◆ WHAT YOU HAVE TO DO ◆
Your task is to filter the entries and copy every line containing the string "SoundSink".

◆ DATASET CONTENT ◆
§

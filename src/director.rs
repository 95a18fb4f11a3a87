//! When and where rockets go up: the autonomous cadence, pointer launches
//! and the countdown that opens the show.

use std::time::Duration;

use crate::audio::{Cue, SoundSink};
use crate::color;
use crate::device::DeviceProfile;
use crate::rocket::Rocket;
use crate::schedule::Task;
use crate::sim::Simulation;

pub const SALVO_SIZE: usize = 5;
pub const SALVO_STAGGER: Duration = Duration::from_millis(300);
pub const AUTO_AFTER_SALVO: Duration = Duration::from_millis(2000);
pub const COUNTDOWN_STEP: Duration = Duration::from_millis(1000);
pub const LIFTOFF_DELAY: Duration = Duration::from_millis(1000);
/// Pause between the viewer starting the show and the first countdown beep.
pub const START_DELAY: Duration = Duration::from_millis(500);
const PAIR_STAGGER: Duration = Duration::from_millis(500);
const PAIR_CHANCE: f32 = 0.15;

/// Burst altitude band as fractions of surface height from the top.
pub fn burst_band(profile: &DeviceProfile) -> (f32, f32) {
    if profile.is_mobile() { (0.10, 0.35) } else { (0.15, 0.50) }
}

/// Pause before the next autonomous launch, in milliseconds.
pub fn relaunch_window(profile: &DeviceProfile) -> (u64, u64) {
    if profile.is_mobile() { (2800, 5000) } else { (2200, 4000) }
}

impl<S: SoundSink> Simulation<S> {
    /// One rocket from a random point on the bottom edge.
    pub fn launch_random(&mut self) {
        let x = self.rng.f32() * self.width;
        let (low, high) = burst_band(&self.profile);
        let min_y = self.height * low;
        let max_y = self.height * high;
        let target_y = min_y + self.rng.f32() * (max_y - min_y);
        let palette = color::random_palette(&mut self.rng);
        let rocket = Rocket::new(x, self.height, target_y, palette, &mut self.rng);
        self.spawn_rocket(rocket);
    }

    /// Pointer launch: straight up from below the pointer, bursting at its height.
    pub fn launch_at(&mut self, x: f32, y: f32) {
        let palette = color::random_palette(&mut self.rng);
        let rocket = Rocket::new(x, self.height, y, palette, &mut self.rng);
        self.spawn_rocket(rocket);
    }

    /// Keyboard launch: a random column, bursting in the upper third.
    pub fn launch_anywhere(&mut self) {
        let x = self.rng.f32() * self.width;
        let y = self.rng.f32() * self.height / 3.0;
        self.launch_at(x, y);
    }

    pub fn auto_launch(&mut self) {
        let count = if !self.profile.is_mobile() && self.rng.f32() < PAIR_CHANCE { 2 } else { 1 };
        self.launch_random();
        for i in 1..count {
            self.schedule_in(PAIR_STAGGER * i, Task::Launch);
        }

        let (min, max) = relaunch_window(&self.profile);
        let delay = Duration::from_millis(self.rng.u64(min..max));
        self.schedule_in(delay, Task::AutoLaunch);
    }

    /// The viewer asked for the show: count down from `from` after a short pause.
    pub fn arm_countdown(&mut self, from: u32) {
        if self.armed {
            return;
        }
        self.armed = true;
        self.schedule_in(START_DELAY, Task::StartCountdown(from));
    }

    /// Whether the show has been started.
    pub fn armed(&self) -> bool {
        self.armed
    }

    /// Starts the opening countdown; later calls are ignored.
    pub fn start_countdown(&mut self, from: u32) {
        if self.countdown_started {
            return;
        }
        self.countdown_started = true;
        tracing::info!(from, "countdown");

        if from == 0 {
            self.liftoff();
            return;
        }
        self.countdown = Some(from);
        self.sound.play(Cue::CountdownBeep);
        self.schedule_in(COUNTDOWN_STEP, Task::CountdownTick);
    }

    pub(crate) fn countdown_tick(&mut self) {
        let Some(value) = self.countdown else {
            return;
        };
        let next = value.saturating_sub(1);
        self.countdown = Some(next);
        if next > 0 {
            self.sound.play(Cue::CountdownBeep);
            self.schedule_in(COUNTDOWN_STEP, Task::CountdownTick);
        } else {
            self.sound.play(Cue::CountdownZero);
            self.schedule_in(LIFTOFF_DELAY, Task::Liftoff);
        }
    }

    /// Countdown finished: salvo, then hand over to the autonomous cadence.
    pub(crate) fn liftoff(&mut self) {
        self.countdown = None;
        tracing::info!(rockets = SALVO_SIZE, "liftoff");
        for i in 0..SALVO_SIZE as u32 {
            self.schedule_in(SALVO_STAGGER * i, Task::Launch);
        }
        self.schedule_in(AUTO_AFTER_SALVO, Task::AutoLaunch);
    }
}
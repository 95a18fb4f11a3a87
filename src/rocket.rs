use crate::color::{Palette, Rgb};
use crate::device::DeviceProfile;
use crate::surface::{Rect, Surface};
use crate::trail::Trail;

const LAUNCH_VELOCITY: f32 = -12.0;
const GRAVITY: f32 = 0.15;
const TRAIL_MOBILE: usize = 5;
const TRAIL_DESKTOP: usize = 7;
const TRAIL_COLOR: Rgb = Rgb::hex(0xffaa44);

#[derive(Clone, Debug)]
pub struct Rocket {
    x: f32,
    y: f32,
    vx: f32,
    vy: f32,
    target_y: f32,
    palette: &'static Palette,
    trail: Trail,
    exploded: bool,
}

impl Rocket {
    pub fn new(x: f32, y: f32, target_y: f32, palette: &'static Palette, rng: &mut fastrand::Rng) -> Self {
        Self {
            x,
            y,
            vx: (rng.f32() - 0.5) * 2.0,
            vy: LAUNCH_VELOCITY,
            target_y,
            palette,
            trail: Trail::new(TRAIL_DESKTOP),
            exploded: false,
        }
    }

    pub fn update(&mut self, profile: &DeviceProfile) {
        let capacity = if profile.is_mobile() { TRAIL_MOBILE } else { TRAIL_DESKTOP };
        self.trail.set_capacity(capacity);
        self.trail.push(self.x, self.y);

        self.x += self.vx;
        self.y += self.vy;
        self.vy += GRAVITY;

        // Apex also counts, so a shell that never reaches its mark still bursts.
        if self.y <= self.target_y || self.vy >= 0.0 {
            self.exploded = true;
        }
    }

    pub fn render<S: Surface + ?Sized>(&self, surface: &mut S) {
        let len = self.trail.len() as f32;
        for (i, point) in self.trail.iter().enumerate() {
            let alpha = i as f32 / len * 0.5;
            surface.fill_rect(Rect::centered(point.x, point.y, 2.0), TRAIL_COLOR, alpha);
        }
        surface.fill_rect(Rect::centered(self.x, self.y, 4.0), Rgb::WHITE, 1.0);
    }

    pub fn exploded(&self) -> bool {
        self.exploded
    }

    pub fn x(&self) -> f32 {
        self.x
    }

    pub fn y(&self) -> f32 {
        self.y
    }

    pub fn target_y(&self) -> f32 {
        self.target_y
    }

    pub fn palette(&self) -> &'static Palette {
        self.palette
    }

    pub fn trail(&self) -> &Trail {
        &self.trail
    }
}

§

◆ TASK SOLUTION ◆
use crate::audio::{Cue, SoundSink};
impl<S: SoundSink> Simulation<S> {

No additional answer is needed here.